BGP Security Intelligence Platform – Feedback Requested
Hi all, I’ve developed a tool called the BGP Security Intelligence Platform, which provides predictive routing-risk intelligence by analyzing origin-side ASN vulnerability and prefix-level structural risk across the global Internet. The platform continuously collects and processes live BGP control-plane data, RPKI validation, IRR records, CAIDA AS relationships, and multi-source prefix visibility measurements. Using this, it produces a ranked list of high-risk ASN–prefix combinations, highlighting where malformed or malicious announcements are most likely to propagate in practice. Key features and capabilities include: - Global ASN origin-side vulnerability scoring - Prefix structural risk analytics - Combined ASN–prefix risk ranking with ML-based classification - Real-world propagation and permissiveness modeling - Continuous intelligence generation for operators and security teams - Actionable outputs to prioritize filtering, mitigation, and routing-policy decisions The full article and partial excerpts from the tool are available here: https://zenodo.org/records/18407267 DOI: https://doi.org/10.5281/zenodo.18407267 **Note:** The Zenodo upload **does not include the full tool code**, only selected excerpts. Some data and parts of the code are extremely sensitive and cannot be made public. I am happy to share additional details privately upon request. Also, all files are copyrighted. I’m seeking feedback from experienced operators and engineers on: 1) Whether this tool would be useful in real-world BGP operations, does it have any value 2) Who in the community might benefit most from using it 3) Any suggestions for improvements or additional metrics to include (I was recommended to add ASPA and OTC in the future) Thank you very much for your time and insights. Best regards, Bogdan Pantelimon
I started to read through some of your docs. Once I read that you believe as_path lengths 'influence credibility' , and 'shorter, consistent paths propagate more effectively' , I stopped. On Wed, Jan 28, 2026 at 5:18 PM bogdancyber via NANOG <nanog@lists.nanog.org> wrote:
Hi all,
I’ve developed a tool called the BGP Security Intelligence Platform, which provides predictive routing-risk intelligence by analyzing origin-side ASN vulnerability and prefix-level structural risk across the global Internet.
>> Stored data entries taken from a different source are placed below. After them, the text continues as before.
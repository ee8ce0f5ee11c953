pub mod error;
pub mod samples;

pub use error::RttError;
pub use samples::{ProbeOutcome, Sample};
use std::fmt::{Display, Formatter, Result};

/// Named scalar flattened out of a [`StatsSummary`](crate::evaluation::StatsSummary).
///
/// Latency measurements carry `unit = Some("ms")`; ratios carry no unit.
#[derive(Debug, Clone, PartialEq)]
pub struct Measurement {
    pub name: String,
    pub value: f64,
    pub unit: Option<&'static str>,
}

impl Measurement {
    #[inline]
    pub fn millis<N: Into<String>>(name: N, value: f64) -> Self {
        Self {
            name: name.into(),
            value,
            unit: Some("ms"),
        }
    }

    #[inline]
    pub fn ratio<N: Into<String>>(name: N, value: f64) -> Self {
        Self {
            name: name.into(),
            value,
            unit: None,
        }
    }
}

impl Display for Measurement {
    fn fmt(&self, f: &mut Formatter<'_>) -> Result {
        match self.unit {
            Some(u) => write!(f, "{}={:.3}{u}", self.name, self.value),
            None => write!(f, "{}={:.4}", self.name, self.value),
        }
    }
}
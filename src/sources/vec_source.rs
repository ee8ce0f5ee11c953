use crate::core::ProbeOutcome;
use crate::sources::SampleSource;
use std::io::Error;

/// Replays a fixed list of outcomes.
#[derive(Debug, Clone)]
pub struct VecSource {
    outcomes: Vec<ProbeOutcome>,
    idx: usize,
}

impl VecSource {
    pub fn new(outcomes: Vec<ProbeOutcome>) -> Self {
        Self { outcomes, idx: 0 }
    }

    /// Every value is a reply.
    pub fn from_replies<I: IntoIterator<Item = f64>>(replies: I) -> Self {
        Self::new(replies.into_iter().map(ProbeOutcome::Reply).collect())
    }

    /// `None` entries are lost attempts.
    pub fn from_options<I: IntoIterator<Item = Option<f64>>>(values: I) -> Self {
        Self::new(values.into_iter().map(ProbeOutcome::from).collect())
    }
}

impl SampleSource for VecSource {
    fn has_more_attempts(&self) -> bool {
        self.idx < self.outcomes.len()
    }

    fn next_attempt(&mut self) -> Option<ProbeOutcome> {
        let out = self.outcomes.get(self.idx).copied()?;
        self.idx += 1;
        Some(out)
    }

    fn restart(&mut self) -> Result<(), Error> {
        self.idx = 0;
        Ok(())
    }
}
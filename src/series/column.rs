use strum_macros::{Display, EnumIter, EnumString, IntoStaticStr};

/// The four aligned sequences recorded per successful probe.
#[derive(Debug, Clone, Copy, PartialEq, Eq, Hash, EnumIter, EnumString, Display, IntoStaticStr)]
#[strum(serialize_all = "snake_case")]
pub enum SeriesColumn {
    SampleRtt,
    EstimatedRtt,
    DevRtt,
    TimeoutInterval,
}

#[cfg(test)]
mod tests {
    use super::*;
    use std::str::FromStr;
    use strum::IntoEnumIterator;

    #[test]
    fn names_are_snake_case() {
        let names: Vec<&'static str> = SeriesColumn::iter().map(Into::into).collect();
        assert_eq!(
            names,
            ["sample_rtt", "estimated_rtt", "dev_rtt", "timeout_interval"]
        );
        assert_eq!(
            SeriesColumn::from_str("dev_rtt").unwrap(),
            SeriesColumn::DevRtt
        );
    }
}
The platform continuously collects and processes live BGP control-plane data, RPKI validation, IRR records, CAIDA AS relationships, and multi-source prefix visibility measurements. Using this, it produces a ranked list of high-risk ASN–prefix combinations, highlighting where malformed or malicious announcements are most likely to propagate in practice.
Key features and capabilities include: - Global ASN origin-side vulnerability scoring - Prefix structural risk analytics - Combined ASN–prefix risk ranking with ML-based classification - Real-world propagation and permissiveness modeling - Continuous intelligence generation for operators and security teams - Actionable outputs to prioritize filtering, mitigation, and routing-policy decisions
The full article and partial excerpts from the tool are available here: https://zenodo.org/records/18407267 DOI: https://doi.org/10.5281/zenodo.18407267
**Note:** The Zenodo upload **does not include the full tool code**, only selected excerpts. Some data and parts of the code are extremely sensitive and cannot be made public. I am happy to share additional details privately upon request. Also, all files are copyrighted.
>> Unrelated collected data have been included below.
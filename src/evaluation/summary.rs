use crate::core::RttError;
use crate::evaluation::Measurement;
use crate::series::SeriesColumn;
use std::fmt::{Display, Formatter};
use strum::IntoEnumIterator;

/// Mean and (when defined) unbiased standard deviation of one sequence.
#[derive(Debug, Clone, Copy, PartialEq)]
pub struct SequenceStats {
    pub count: usize,
    pub mean: f64,
    pub stdev: Option<f64>,
}

/// Batch summary of a finished run.
#[derive(Debug, Clone, PartialEq)]
pub struct StatsSummary {
    pub sample_rtt: SequenceStats,
    pub estimated_rtt: SequenceStats,
    pub dev_rtt: SequenceStats,
    pub timeout_interval: SequenceStats,
    pub packet_loss_ratio: f64,
}

impl StatsSummary {
    pub fn sequence(&self, column: SeriesColumn) -> &SequenceStats {
        match column {
            SeriesColumn::SampleRtt => &self.sample_rtt,
            SeriesColumn::EstimatedRtt => &self.estimated_rtt,
            SeriesColumn::DevRtt => &self.dev_rtt,
            SeriesColumn::TimeoutInterval => &self.timeout_interval,
        }
    }

    #[inline]
    pub fn mean(&self, column: SeriesColumn) -> f64 {
        self.sequence(column).mean
    }

    /// Standard deviation of `column`, or `InsufficientData` below two points.
    pub fn stdev(&self, column: SeriesColumn) -> Result<f64, RttError> {
        let seq = self.sequence(column);
        seq.stdev.ok_or(RttError::InsufficientData {
            needed: 2,
            got: seq.count,
        })
    }

    /// Flattens the summary into named measurements, preserving column order.
    /// Undefined standard deviations are omitted.
    pub fn measurements(&self) -> Vec<Measurement> {
        let mut out = Vec::with_capacity(9);
        for col in SeriesColumn::iter() {
            let seq = self.sequence(col);
            out.push(Measurement::millis(format!("{col}.mean"), seq.mean));
            if let Some(s) = seq.stdev {
                out.push(Measurement::millis(format!("{col}.stdev"), s));
            }
        }
        out.push(Measurement::ratio("packet_loss_ratio", self.packet_loss_ratio));
        out
    }

    pub fn metric(&self, name: &str) -> Option<f64> {
        self.measurements()
            .into_iter()
            .find(|m| m.name == name)
            .map(|m| m.value)
    }
}

impl Display for StatsSummary {
    fn fmt(&self, f: &mut Formatter<'_>) -> std::fmt::Result {
        write!(f, "n={}", self.sample_rtt.count)?;
        for col in SeriesColumn::iter() {
            let seq = self.sequence(col);
            match seq.stdev {
                Some(s) => write!(f, ", {col}={:.3}±{:.3}ms", seq.mean, s)?,
                None => write!(f, ", {col}={:.3}ms", seq.mean)?,
            }
        }
        write!(f, ", loss={:.2}%", self.packet_loss_ratio * 100.0)
    }
}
I’m seeking feedback from experienced operators and engineers on: 1) Whether this tool would be useful in real-world BGP operations, does it have any value 2) Who in the community might benefit most from using it 3) Any suggestions for improvements or additional metrics to include (I was recommended to add ASPA and OTC in the future)
Thank you very much for your time and insights.
Best regards, Bogdan Pantelimon _______________________________________________ NANOG mailing list
https://lists.nanog.org/archives/list/nanog@lists.nanog.org/message/B4DSCOS5...
In my documents, I stated that “shorter, consistent AS_PATHs propagate more effectively” and that AS_PATH lengths influence route preference. To be precise: BGP Route Selection and AS_PATH According to RFC 4271, Section 9 (BGP Route Selection Process): "Remove from consideration all routes that are not tied for having the smallest number of AS numbers present in their AS_PATH attributes" This means that, when local preference, MED, origin type, and other selection criteria are equal, BGP will prefer the route with the shorter AS_PATH. Clarification on “propagation” and “credibility” I do not mean that AS_PATH length directly affects the credibility of the origin or guarantees propagation. It was a mistake in expression that I take responsibility for. Actual propagation is determined by operator filtering policies, RPKI/ROA validation, and peer relationships. What I intended to highlight in the tool is that shorter AS_PATHs may indicate routes more likely to be selected internally within a network, which indirectly informs risk modeling of high-impact BGP hijacks.
participants (2)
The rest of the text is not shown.